Sin embargo, el presidente de México, instalado en la silla del águila, no ha cesado de consumar errores, sembrar discordias, ofender a sus compatriotas, destruir instituciones y amagar con nuevas devastaciones que velan en el horizonte. Lejos de aplicar la ley con prudencia, competencia y serenidad, ha desbordado el marco legal —o lo ha ensanchado y ensanchará con sucesivas reformas “a modo”— para lograr una inaudita concentración del poder, como no la vimos en etapas anteriores (¡y vaya que la hubo!). Esto contraviene las reglas más elementales del Estado de Derecho, marcha en el camino de la dictadura y promueve una profunda división en la sociedad civil.
En Estados Unidos campeó la pandemia con fuerza arrolladora, como en ninguna nación del mundo. México, que pareció muy alejado de este mal, lo padece hoy a la cabeza de los países afectados. El presidente Biden ha declarado que su antecesor fracasó en su batalla contra la enfermedad por no haber escuchado los consejos de la ciencia. En México pareció que la ciencia y la experiencia conducirían el esfuerzo contra este mal, pero al cabo de poco tiempo (con altísimas cifras de contagio y mortalidad) hemos visto que no fue así: ha imperado la política, incapaz de detener el desarrollo de la enfermedad y remediar el sufrimiento que diezma a la población.
A punto de cesar en su cargo, tan lamentablemente desempeñado, el señor Trump tuvo la humorada —¿cómo llamarla?— de posar nuevamente ante el muro que divide a México de los Estados Unidos, un muro que figuró entre los datos sobresalientes de la campaña y del gobierno trumpeanos. Al amparo y bajo la sombra de ese agravio a México y a los mexicanos, Trump elevó el elogio al presidente de México. Éste caballero —dijo el norteamericano, literalmente— ama a México y a los Estados Unidos. Quienes no han perdido la memoria pudieron recordar la infausta visita del gobernante mexicano a la Casa Blanca y el festival de elogios mutuos en esa morada imperial, donde jamás se aludió al famoso muro ni a otras nubes muy escuras en el firmamento común. Por ello parece bien “motivado” el retraimiento del gobernante mexicano a la hora de condenar el asalto a la democracia norteamericana e intentar la defensa de su furioso colega frente a la reacción de los grandes comunicadores sociales.

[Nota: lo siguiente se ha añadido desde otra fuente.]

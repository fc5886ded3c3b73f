pub mod aggregate;
pub mod render;

pub use self::aggregate::{Category, DynamicReport, Report, ReportAggregator, ReportEntry};
pub use self::render::{cli_output_path, render_text, results_file_name, write_json};
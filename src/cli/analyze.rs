use std::path::Path;

use anyhow::{Result, anyhow};

use crate::error::AnalysisError;
use crate::pipeline::{AnalysisOptions, FirmwareAnalyzer};
use crate::report::{cli_output_path, render_text, write_json};

/// Analyzes one image from the command line. Ctrl-C stops the run; during
/// emulation the guest is shut down before returning.
pub async fn run_one_shot(
    analyzer: &FirmwareAnalyzer,
    firmware: &Path,
    dynamic: bool,
    json: bool,
) -> Result<()> {
    if !firmware.is_file() {
        return Err(anyhow!("Firmware file not found: {}", firmware.display()));
    }

    println!("🔍 Analyzing firmware: {}", firmware.display());

    let options = AnalysisOptions {
        dynamic,
        enrich: !json,
    };
    let cancel = async {
        let _ = tokio::signal::ctrl_c().await;
        tracing::warn!("Interrupt received, stopping analysis");
    };

    let outcome = match analyzer.analyze_image_until(firmware, options, cancel).await {
        Ok(outcome) => outcome,
        Err(AnalysisError::Cancelled) => {
            println!("Analysis cancelled");
            return Ok(());
        }
        Err(e) => return Err(e.into()),
    };

    println!("✅ Scanned {} files", outcome.scanned_files);

    if json {
        let path = cli_output_path(firmware);
        write_json(&outcome.report, &path)?;
        println!("Results exported to {}", path.display());
    } else {
        println!("\n{}", render_text(&outcome.report, &outcome.cves));
    }

    Ok(())
}
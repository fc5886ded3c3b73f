use aho_corasick::{AhoCorasick, AhoCorasickBuilder};
use once_cell::sync::Lazy;
use regex::Regex;

use super::FindingKind;

/// A single compiled pattern and the kind of finding it produces.
#[derive(Debug, Clone)]
pub struct PatternRule {
    pub kind: FindingKind,
    pub regex: Regex,
}

/// A library whose presence with one of the listed versions is reported as outdated.
#[derive(Debug, Clone)]
pub struct DangerousLibrary {
    pub name: &'static str,
    pub versions: &'static [&'static str],
    pub reason: &'static str,
}

/// Static catalog of detection rules, compiled once per process.
pub struct RuleSet {
    pub patterns: Vec<PatternRule>,
    pub libraries: Vec<DangerousLibrary>,
    library_names: AhoCorasick,
}

const HARDCODED_CREDENTIALS: &[&str] = &[
    r#"(?i)(?:password|passwd)\s*[=:]\s*['"]([^'"]{3,})['"]"#,
    r#"(?i)(?:username|user|login)\s*[=:]\s*['"]([^'"]{3,})['"]"#,
    r#"(?i)(?:pass|pwd)\s*[=:]\s*['"]([^'"]{3,})['"]"#,
    r#"(?i)admin_pass(?:word)?\s*[=:]\s*['"]([^'"]{3,})['"]"#,
    r#"(?i)api_key\s*[=:]\s*['"]([^'"]{8,})['"]"#,
    r#"(?i)(?:secret|token)\s*[=:]\s*['"]([^'"]{8,})['"]"#,
    r#"(?i)define\s+['"]?(?:PASSWORD|PASS|PWD)['"]?\s+['"]([^'"]{3,})['"]"#,
];

const COMMAND_INJECTION: &[&str] = &[
    r"system\s*\([^)]+\)",
    r"exec\s*\([^)]+\)",
    r"popen\s*\([^)]+\)",
    r"shell_exec\s*\([^)]+\)",
    r"eval\s*\([^)]+\)",
];

const DANGEROUS_FUNCTIONS: &[&str] = &[
    r"strcpy\s*\(",
    r"strcat\s*\(",
    r"gets\s*\(",
    r"scanf\s*\([^)]*%s[^)]*\)",
    r"printf\s*\([^)]*%n[^)]*\)",
];

const DANGEROUS_CONFIG: &[&str] = &[
    r"(?i)debug\s*[=:]\s*(true|1|yes)",
    r"(?i)auth\s*[=:]\s*(false|0|no)",
    r"(?i)ssl_verify\s*[=:]\s*(false|0|no)",
    r"(?i)check_cert\s*[=:]\s*(false|0|no)",
];

const LIBRARY_VERSIONS: &[&str] = &[
    r"lib([a-z]+)[.-]([0-9.]+)",
    r#"([a-z]+)_version[=: ]+["']?([0-9.]+)"#,
    r#"VERSION[=: ]+["']?([0-9.]+)"#,
    r"([a-z-]+) version ([0-9.]+)",
    r"([a-z-]+)-([0-9.]+)\.so",
];

const UNSAFE_LIBRARIES: &[&str] = &[
    r"libcrypt\.so\.[0-9]",
    r"libssl\.so\.[0-9]",
    r"libcrypto\.so\.[0-9]",
];

const UNSAFE_SERVICES: &[&str] = &[
    r"telnetd",
    r"ftpd",
    r"/bin/ash",
    r"/bin/dash",
    r"telnet\s+stream\s+tcp\s+nowait",
    r"ftp\s+stream\s+tcp\s+nowait",
    r"rsh\s+stream\s+tcp\s+nowait",
    r"/etc/init\.d/(telnet|ftp|rsh)",
    r"inetd\.conf",
];

const PASSWORD_FILES: &[&str] = &[
    r"/etc/passwd[\w.]*",
    r"/etc/shadow[\w.]*",
    r"password[._-]?backup",
    r"\.htpasswd",
];

const DANGEROUS_LIBRARIES: &[DangerousLibrary] = &[
    DangerousLibrary {
        name: "openssl",
        versions: &["0.9.", "1.0.0", "1.0.1", "1.0.2"],
        reason: "Multiple critical vulnerabilities including Heartbleed",
    },
    DangerousLibrary {
        name: "busybox",
        versions: &["1.1", "1.2", "1.3", "1.4", "1.5", "1.6"],
        reason: "Multiple command injection vulnerabilities",
    },
    DangerousLibrary {
        name: "dropbear",
        versions: &["0.", "2015", "2016", "2017"],
        reason: "Multiple authentication bypass vulnerabilities",
    },
    DangerousLibrary {
        name: "dnsmasq",
        versions: &["2.7", "2.6", "2.5"],
        reason: "Multiple RCE vulnerabilities",
    },
    DangerousLibrary {
        name: "uClibc",
        versions: &["0.9.32", "0.9.33"],
        reason: "Format string vulnerabilities and buffer overflows",
    },
    DangerousLibrary {
        name: "iptables",
        versions: &["1.4", "1.3"],
        reason: "Multiple security bypass vulnerabilities",
    },
    DangerousLibrary {
        name: "miniupnpd",
        versions: &["1.0", "1.1", "1.2", "1.3", "1.4"],
        reason: "Buffer overflow vulnerabilities",
    },
    DangerousLibrary {
        name: "thttpd",
        versions: &["2.25", "2.24"],
        reason: "Directory traversal vulnerabilities",
    },
    DangerousLibrary {
        name: "mt7628",
        versions: &["4l_v15", "4l_v14"],
        reason: "Known buffer overflow in Wi-Fi driver",
    },
];

static DEFAULT_RULES: Lazy<RuleSet> =
    Lazy::new(|| RuleSet::new().expect("Failed to compile built-in rule set"));

impl RuleSet {
    pub fn new() -> anyhow::Result<Self> {
        let groups: [(FindingKind, &[&str]); 8] = [
            (FindingKind::HardcodedCredentials, HARDCODED_CREDENTIALS),
            (FindingKind::CommandInjection, COMMAND_INJECTION),
            (FindingKind::DangerousFunction, DANGEROUS_FUNCTIONS),
            (FindingKind::DangerousConfig, DANGEROUS_CONFIG),
            (FindingKind::LibraryVersion, LIBRARY_VERSIONS),
            (FindingKind::UnsafeLibrary, UNSAFE_LIBRARIES),
            (FindingKind::UnsafeService, UNSAFE_SERVICES),
            (FindingKind::PasswordFile, PASSWORD_FILES),
        ];

        let mut patterns = Vec::new();
        for (kind, sources) in groups {
            for source in sources {
                patterns.push(PatternRule {
                    kind,
                    regex: Regex::new(source)?,
                });
            }
        }

        let libraries = DANGEROUS_LIBRARIES.to_vec();
        let library_names = AhoCorasickBuilder::new()
            .ascii_case_insensitive(true)
            .build(libraries.iter().map(|lib| lib.name))?;

        Ok(Self {
            patterns,
            libraries,
            library_names,
        })
    }

    /// Shared, lazily compiled default catalog.
    pub fn global() -> &'static RuleSet {
        &DEFAULT_RULES
    }

    /// Dangerous libraries whose name occurs anywhere in `content`, ignoring ASCII case.
    pub fn libraries_present(&self, content: &str) -> Vec<&DangerousLibrary> {
        let mut seen = vec![false; self.libraries.len()];
        for m in self.library_names.find_overlapping_iter(content) {
            seen[m.pattern().as_usize()] = true;
        }
        self.libraries
            .iter()
            .zip(seen)
            .filter_map(|(lib, present)| present.then_some(lib))
            .collect()
    }
}

#[cfg(test)]
mod tests {
    use super::*;

    #[test]
    fn test_rule_set_compiles() {
        let rules = RuleSet::new().unwrap();
        assert!(rules.patterns.len() > 30);
        assert_eq!(rules.libraries.len(), 9);
    }

    #[test]
    fn test_library_names_match_case_insensitively() {
        let rules = RuleSet::global();
        let found: Vec<_> = rules
            .libraries_present("linked against UCLIBC and OpenSSL")
            .into_iter()
            .map(|lib| lib.name)
            .collect();
        assert_eq!(found, vec!["openssl", "uClibc"]);
    }
}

Miremos hacia otros capítulos de la historia universal. Cuando algunas naciones han tenido que apagar incendios, enfrentar problemas descomunales y aportar soluciones de enorme alcance, han tenido la suerte (¿pero sólo ha sido “suerte”?) de contar con estadistas de gran talla que encabezaron su hazaña nacional. Pensemos en Churchill, en Roosevelt, en De Gaulle, en Adolfo Suárez. Ahora el señor Biden tiene ante sí la oportunidad de dar vuelta a una página oscura y rescatar a su nación del abismo al que la arrojó su antecesor. Puede mudar de candidato triunfante a gobernante estadista. El paso es muy grande, pero no imposible. Biden parece encaminarse en esa dirección.

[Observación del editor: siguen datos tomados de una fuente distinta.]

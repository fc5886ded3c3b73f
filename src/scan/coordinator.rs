use std::num::NonZeroUsize;
use std::panic::{AssertUnwindSafe, catch_unwind};
use std::path::{Path, PathBuf};
use std::sync::Arc;

use tokio::sync::Semaphore;
use tokio::task::JoinSet;

use super::elf::inspect_elf;
use super::entropy::{EntropyAnomalyDetector, extract_strings};
use super::pattern_scanner::PatternScanner;
use super::{Finding, ScanJob, looks_binary};
use crate::error::{AnalysisError, AnalysisResult};

pub const DEFAULT_CHUNK_SIZE: usize = 50;

/// Fans scan jobs across a CPU-bounded pool and merges the findings in job order.
#[derive(Debug, Clone)]
pub struct ParallelScanCoordinator {
    workers: usize,
    chunk_size: usize,
}

impl Default for ParallelScanCoordinator {
    fn default() -> Self {
        Self::new(DEFAULT_CHUNK_SIZE)
    }
}

impl ParallelScanCoordinator {
    pub fn new(chunk_size: usize) -> Self {
        let workers = std::thread::available_parallelism()
            .map(NonZeroUsize::get)
            .unwrap_or(1);
        Self::with_workers(workers, chunk_size)
    }

    pub fn with_workers(workers: usize, chunk_size: usize) -> Self {
        Self {
            workers: workers.max(1),
            chunk_size: chunk_size.max(1),
        }
    }

    pub fn workers(&self) -> usize {
        self.workers
    }

    /// Scans every job. Findings refer to paths relative to `root`.
    pub async fn scan(&self, root: &Path, jobs: Vec<ScanJob>) -> Vec<Finding> {
        if jobs.is_empty() {
            return Vec::new();
        }

        let total_jobs = jobs.len();
        let root = Arc::new(root.to_path_buf());
        // One permit per worker keeps at most one chunk in flight per worker.
        let permits = Arc::new(Semaphore::new(self.workers));
        let mut join_set: JoinSet<(usize, Vec<Finding>)> = JoinSet::new();

        let chunks: Vec<Vec<ScanJob>> = jobs
            .chunks(self.chunk_size)
            .map(|chunk| chunk.to_vec())
            .collect();
        let chunk_count = chunks.len();

        for (chunk_idx, chunk) in chunks.into_iter().enumerate() {
            let permit = match Arc::clone(&permits).acquire_owned().await {
                Ok(permit) => permit,
                Err(e) => {
                    tracing::error!("Scan pool closed unexpectedly: {}", e);
                    break;
                }
            };
            let root = Arc::clone(&root);
            join_set.spawn_blocking(move || {
                let _permit = permit;
                let findings = scan_chunk(&root, &chunk);
                (chunk_idx, findings)
            });
        }

        let mut per_chunk: Vec<Vec<Finding>> = vec![Vec::new(); chunk_count];
        while let Some(joined) = join_set.join_next().await {
            match joined {
                Ok((idx, findings)) => per_chunk[idx] = findings,
                Err(e) => tracing::error!("Scan worker failed: {}", e),
            }
        }

        let findings: Vec<Finding> = per_chunk.into_iter().flatten().collect();
        tracing::info!(
            "Scanned {} files in {} chunks with {} workers: {} findings",
            total_jobs,
            chunk_count,
            self.workers,
            findings.len()
        );
        findings
    }
}

fn scan_chunk(root: &Path, chunk: &[ScanJob]) -> Vec<Finding> {
    let scanner = PatternScanner::new();
    let detector = EntropyAnomalyDetector::new();
    let mut findings = Vec::new();

    for job in chunk {
        let shown = display_name(root, &job.path);
        let outcome = catch_unwind(AssertUnwindSafe(|| {
            scan_one(&scanner, &detector, &shown, &job.path)
        }));
        match outcome {
            Ok(Ok(file_findings)) => findings.extend(file_findings),
            Ok(Err(e)) => tracing::debug!("{}", e),
            Err(_) => tracing::warn!("Scanner panicked on {}, skipping file", shown),
        }
    }

    findings
}

fn scan_one(
    scanner: &PatternScanner,
    detector: &EntropyAnomalyDetector,
    display: &str,
    path: &Path,
) -> AnalysisResult<Vec<Finding>> {
    let contents = std::fs::read(path).map_err(|source| AnalysisError::ScanFile {
        path: path.to_path_buf(),
        source,
    })?;

    let mut findings = scanner.scan_content(display, path, &contents);
    if looks_binary(&contents) {
        let strings = extract_strings(&contents);
        findings.extend(detector.detect(display, &contents, &strings));
        findings.extend(inspect_elf(display, &contents));
    }
    Ok(findings)
}

fn display_name(root: &Path, path: &Path) -> String {
    let relative: PathBuf = path
        .strip_prefix(root)
        .map(Path::to_path_buf)
        .unwrap_or_else(|_| path.to_path_buf());
    relative.to_string_lossy().replace('\\', "/")
}

#[cfg(test)]
mod tests {
    use super::*;

    #[test]
    fn test_display_name_is_relative() {
        let name = display_name(Path::new("/tmp/fw"), Path::new("/tmp/fw/etc/passwd"));
        assert_eq!(name, "etc/passwd");
    }

    #[tokio::test]
    async fn test_empty_job_list() {
        let coordinator = ParallelScanCoordinator::with_workers(2, 50);
        assert!(coordinator.scan(Path::new("/nonexistent"), Vec::new()).await.is_empty());
    }
}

¿Y nosotros? Veamos el camino por el que vamos y ponderemos el destino que nos aguarda en esta tormentosa travesía. Mientras allá se esfuerza el gobernante por promover concordia, rescatar la institucionalidad, recuperar el Estado de Derecho, apoyar el desarrollo, moderar las fracturas sociales, modificar políticas erróneas y sembrar la paz donde se animó la guerra, ¿qué hacemos aquí? ¡Ay! Ahora comprenderá el lector (embarcado, igual que yo, en el drama de nuestra nación) por qué denominé a mi artículo “¡Qué envidia!”. De la buena, por supuesto.